A young man gets “delivered” from being gay and, with a grand dose of pomp and circumstance, shouts to the churchgoers, “I’m not gay no more!” “I don’t like mens no more!” “I like women, women, women, women!” “I will not date a man!” “I will not carry a purse!” “I will not wear makeup!” “I will like a women!” And then he does some incredible dance moves on his own… right before he begins dancing with several men. Or mens. And then the minister gives him 100 bucks (one can only assume for turning straight right there on the spot).
Then he shouts that there are probably about 50 other people in the crowd who need to be delivered, and he invites them all to come on down to where the action is taking place. Suddenly a stampede of men pushes forward, and they all start dancing, and it looks like a giant gay bar. This is real, people.
At least I think it must be real. It does look like a spoof at first, but I just don’t think anyone could have scripted this — unless the young man really thought this through and practiced it. Scary. I read somewhere that he has now turned his famous “deliverance” into a ring tone on iTunes, so maybe he’s laughing all the way to the bank with more than just the hundred bucks the preacher gave him.

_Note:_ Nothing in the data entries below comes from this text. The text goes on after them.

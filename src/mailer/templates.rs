//! Email body templates.
//!
//! User-supplied values are always HTML-escaped before they are embedded.

use crate::config::OwnerProfile;
use crate::models::ContactSubmission;

/// Escape HTML special characters.
pub fn escape_html(s: &str) -> String {
    s.replace('&', "&amp;")
        .replace('<', "&lt;")
        .replace('>', "&gt;")
        .replace('"', "&quot;")
        .replace('\'', "&#39;")
}

/// Escape, then turn line breaks into `<br/>`.
fn escape_multiline(s: &str) -> String {
    escape_html(s).replace("\r\n", "\n").replace('\n', "<br/>")
}

/// HTML body for a contact-form submission delivered to the owner.
pub fn contact_html(submission: &ContactSubmission) -> String {
    let mut html = String::from("<h2>Contact form submission</h2>");
    html.push_str(&format!(
        "<p><strong>Name:</strong> {}</p>",
        escape_html(&submission.name)
    ));
    html.push_str(&format!(
        "<p><strong>Email:</strong> {}</p>",
        escape_html(submission.sender_email.trim())
    ));
    if let Some(phone) = submission.phone() {
        html.push_str(&format!(
            "<p><strong>Phone:</strong> {}</p>",
            escape_html(phone)
        ));
    }
    html.push_str("<hr/>");
    html.push_str("<div><p><strong>Message:</strong></p>");
    html.push_str(&format!("<div>{}</div>", escape_multiline(&submission.body)));
    html.push_str("</div>");
    html
}

/// Links that are configured, with their labels.
fn profile_links(owner: &OwnerProfile) -> Vec<(&'static str, &str)> {
    [
        ("Resume", owner.resume_url.as_deref()),
        ("LinkedIn", owner.linkedin_url.as_deref()),
        ("GitHub", owner.github_url.as_deref()),
        ("Portfolio", owner.portfolio_url.as_deref()),
    ]
    .into_iter()
    .filter_map(|(label, url)| url.map(|u| (label, u)))
    .collect()
}

/// Subject of the fixed notification email.
pub fn notification_subject(owner: &OwnerProfile) -> String {
    format!("Thanks for connecting with {}", owner.name)
}

/// Plain-text body of the fixed notification email.
pub fn notification_text(owner: &OwnerProfile) -> String {
    let mut text = format!(
        "Hi,\n\nThanks for getting in touch with {}. I'll get back to you soon.\n",
        owner.name
    );

    let links = profile_links(owner);
    if !links.is_empty() {
        text.push_str("\nIn the meantime, here is where you can find more about me:\n");
        for (label, url) in links {
            text.push_str(&format!("- {}: {}\n", label, url));
        }
    }

    text.push_str(&format!("\nBest regards,\n{}\n", owner.name));
    text
}

/// HTML body of the fixed notification email.
pub fn notification_html(owner: &OwnerProfile) -> String {
    let name = escape_html(&owner.name);
    let mut html = format!(
        "<p>Hi,</p><p>Thanks for getting in touch with {}. I'll get back to you soon.</p>",
        name
    );

    let links = profile_links(owner);
    if !links.is_empty() {
        html.push_str("<p>In the meantime, here is where you can find more about me:</p><ul>");
        for (label, url) in links {
            let url = escape_html(url);
            html.push_str(&format!(
                "<li><strong>{}:</strong> <a href=\"{}\">{}</a></li>",
                label, url, url
            ));
        }
        html.push_str("</ul>");
    }

    html.push_str(&format!("<p>Best regards,<br/>{}</p>", name));
    html
}
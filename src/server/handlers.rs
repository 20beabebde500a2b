//! MCP tool handlers for the contact mail server.
//!
//! This module implements the email tools using the rmcp SDK's tool_router pattern.
//! Dispatch failures are returned as tool output, never as protocol errors.

use crate::services::MailService;
use crate::tools::{SendContactEmailParams, SendNotificationParams, ToolReply};
use rmcp::handler::server::tool::ToolRouter;
use rmcp::handler::server::wrapper::Parameters;
use rmcp::model::*;
use rmcp::{tool, tool_handler, tool_router, ErrorData as McpError, ServerHandler};
use std::borrow::Cow;
use std::sync::Arc;

/// The MCP server that exposes the contact-form and notification tools.
#[derive(Clone)]
pub struct ContactMailMcpServer {
    mail_service: Arc<dyn MailService>,
    tool_router: ToolRouter<Self>,
}

// Implement ServerHandler using the tool_handler macro
#[tool_handler]
impl ServerHandler for ContactMailMcpServer {
    fn get_info(&self) -> ServerInfo {
        ServerInfo {
            protocol_version: ProtocolVersion::V_2024_11_05,
            capabilities: ServerCapabilities {
                tools: Some(Default::default()),
                ..Default::default()
            },
            server_info: Implementation {
                name: env!("CARGO_PKG_NAME").into(),
                version: env!("CARGO_PKG_VERSION").into(),
                icons: None,
                title: None,
                website_url: None,
            },
            instructions: Some("Contact-form mail server. Collect name, subject, sender email, message and optional phone, show the user a one-line summary, and call send_contact_email_tool only after an explicit yes. Each call sends one email; repeated calls send duplicates.".into()),
        }
    }
}

// Helper function to convert errors to MCP errors
fn to_mcp_error(e: impl std::fmt::Display) -> McpError {
    McpError {
        code: ErrorCode::INTERNAL_ERROR,
        message: Cow::from(e.to_string()),
        data: None,
    }
}

fn reply_content(reply: &ToolReply) -> Result<CallToolResult, McpError> {
    let json_response = serde_json::to_string_pretty(reply).map_err(to_mcp_error)?;
    Ok(CallToolResult::success(vec![Content::text(json_response)]))
}

// Tool router implementation
#[tool_router]
impl ContactMailMcpServer {
    /// Create a new contact mail MCP server.
    pub fn new(mail_service: Arc<dyn MailService>) -> Self {
        Self {
            mail_service,
            tool_router: Self::tool_router(),
        }
    }

    /// Send a contact-form message to the owner.
    #[tool(
        description = "Send a contact-form message to the site owner. Requires name, subject, sender email and message body; phone is optional. Call only once per user-confirmed message: every call sends an email."
    )]
    async fn send_contact_email_tool(
        &self,
        params: Parameters<SendContactEmailParams>,
    ) -> Result<CallToolResult, McpError> {
        let params = params.0;

        tracing::info!("MCP Handler: send_contact_email_tool called");
        tracing::debug!(
            "Parameters: name_len={}, subject_len={}, body_len={}, has_phone={}",
            params.name.len(),
            params.subject.len(),
            params.body.len(),
            params.phone.is_some()
        );

        let result = self.mail_service.send_contact_email(params.into()).await;
        tracing::info!("Contact email outcome: {:?}", result.outcome);

        reply_content(&ToolReply::from(result))
    }

    /// Send the fixed notification email to a recipient.
    #[tool(
        description = "Send a short, predetermined thank-you email with the owner's resume and profile links to the given address. Only the recipient email is needed."
    )]
    async fn send_notification_email_tool(
        &self,
        params: Parameters<SendNotificationParams>,
    ) -> Result<CallToolResult, McpError> {
        let params = params.0;

        tracing::info!("MCP Handler: send_notification_email_tool called");

        let result = self.mail_service.send_notification(params.email).await;
        tracing::info!("Notification outcome: {:?}", result.outcome);

        reply_content(&ToolReply::from(result))
    }
}
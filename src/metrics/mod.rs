//! Process-wide counters for provider requests and dispatch outcomes.
//!
//! A [`Metrics`] handle is cheap to clone; every clone feeds the same counters.
//! The summary is logged once at shutdown.

use std::fmt;
use std::sync::atomic::{AtomicU64, Ordering};
use std::sync::Arc;
use std::time::Instant;

#[derive(Debug, Default)]
struct Counters {
    http_requests: AtomicU64,
    http_errors: AtomicU64,
    http_duration_ms: AtomicU64,
    emails_sent: AtomicU64,
    dispatches_rejected: AtomicU64,
}

/// Shared handle on the dispatch counters.
#[derive(Debug, Clone, Default)]
pub struct Metrics {
    counters: Arc<Counters>,
}

impl Metrics {
    pub fn new() -> Self {
        Self::default()
    }

    /// Start timing one provider request.
    pub fn time_request(&self) -> RequestTimer {
        RequestTimer {
            start: Instant::now(),
            metrics: self.clone(),
        }
    }

    /// Record an email accepted by the provider.
    pub fn record_email_sent(&self) {
        self.counters.emails_sent.fetch_add(1, Ordering::Relaxed);
    }

    /// Record a dispatch refused for configuration or validation reasons.
    pub fn record_dispatch_rejected(&self) {
        self.counters
            .dispatches_rejected
            .fetch_add(1, Ordering::Relaxed);
    }

    /// Requests that reached the transport, successful or not.
    pub fn http_requests_total(&self) -> u64 {
        self.counters.http_requests.load(Ordering::Relaxed)
    }

    /// Requests that ended in a transport failure or a non-2xx answer.
    pub fn http_errors_total(&self) -> u64 {
        self.counters.http_errors.load(Ordering::Relaxed)
    }

    pub fn emails_sent_total(&self) -> u64 {
        self.counters.emails_sent.load(Ordering::Relaxed)
    }

    pub fn dispatches_rejected_total(&self) -> u64 {
        self.counters.dispatches_rejected.load(Ordering::Relaxed)
    }

    pub fn summary(&self) -> MetricsSummary {
        let requests = self.http_requests_total();
        let duration_ms = self.counters.http_duration_ms.load(Ordering::Relaxed);

        MetricsSummary {
            http_requests_total: requests,
            http_errors_total: self.http_errors_total(),
            http_duration_avg_ms: if requests == 0 {
                0.0
            } else {
                duration_ms as f64 / requests as f64
            },
            emails_sent_total: self.emails_sent_total(),
            dispatches_rejected_total: self.dispatches_rejected_total(),
        }
    }

    fn record_request(&self, started: Instant, failed: bool) {
        let counters = &self.counters;
        counters.http_requests.fetch_add(1, Ordering::Relaxed);
        counters
            .http_duration_ms
            .fetch_add(started.elapsed().as_millis() as u64, Ordering::Relaxed);
        if failed {
            counters.http_errors.fetch_add(1, Ordering::Relaxed);
        }
    }
}

/// A snapshot of the counters.
#[derive(Debug, Clone, PartialEq)]
pub struct MetricsSummary {
    pub http_requests_total: u64,
    pub http_errors_total: u64,
    pub http_duration_avg_ms: f64,
    pub emails_sent_total: u64,
    pub dispatches_rejected_total: u64,
}

impl fmt::Display for MetricsSummary {
    fn fmt(&self, f: &mut fmt::Formatter<'_>) -> fmt::Result {
        write!(
            f,
            "requests={}, errors={}, avg_ms={:.1}, sent={}, rejected={}",
            self.http_requests_total,
            self.http_errors_total,
            self.http_duration_avg_ms,
            self.emails_sent_total,
            self.dispatches_rejected_total
        )
    }
}

/// Times one request. Consumed by [`RequestTimer::finish`], so each request is
/// counted once, after its outcome is known.
#[must_use]
pub struct RequestTimer {
    start: Instant,
    metrics: Metrics,
}

impl RequestTimer {
    pub fn finish(self, succeeded: bool) {
        self.metrics.record_request(self.start, !succeeded);
    }
}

At first, I kind of felt sorry for him, knowing that millions of people would see the video and laugh at him. And I was thinking he would probably look back one day and realize that he didn’t really turn straight and might never live this down, but I think he might really believe it. He did a radio interview and talked about how it was God’s will that the video is “in homes” and that because of his good looks he has dated “ministers and celebrities,” but he isn’t going to do that anymore.
As it turns out, the minister in the video is from Memphis. I’m not sure where the young man is from. A lot of people accused him of simply trying to get his 15 minutes of fame and staging his deliverance, but he has spoken out, saying that it was not scripted and that he is really a changed man.
He also said he’d been bullied for much of his life. No one should have to go through that. And the church’s public relations department issued a statement citing the many other good things that happened during the convention, including helping children learn to read, providing food and clothing to people in need, cleaning up blighted areas of St. Louis, and that “224 Christians were filled with the Holy Spirit.” Exactly 224. So no, I’m not poking fun at COGIC. I have friends who are members of that church. And I love their liturgical dancers. But I have my doubts that the young man suddenly turned straight — which is almost as fascinating as the fact that at 21, he has published 14 books. Those I really want to read. Right after I buy the young man’s ring tone. And wish him the best of luck because I have a feeling he might need it.
On a completely unrelated note… Are automobile manufacturers really going to install Facebook and other forms of social media on car dashboards? I just saw a news segment about this new form of “infotainment,” and it worries me. A guy just said people are going to be able to post “LOL” on cat videos while driving 60 miles an hour. Forget that all we need are more distractions while we’re driving. The real question is, why have we reached the point where we can’t go to the store without being on Facebook?
Right now I’m in the process of learning the detailed ins and outs of social media for work, and it’s frightening. I accidentally did something to my phone, and now I get Facebook comments via text on my phone. I also just realized I have something like 452 friend requests on my rather dormant personal Facebook page, and these people probably think I’m ignoring them. Granted, I’ve never met or heard of most of them, but I still don’t want to offend anyone.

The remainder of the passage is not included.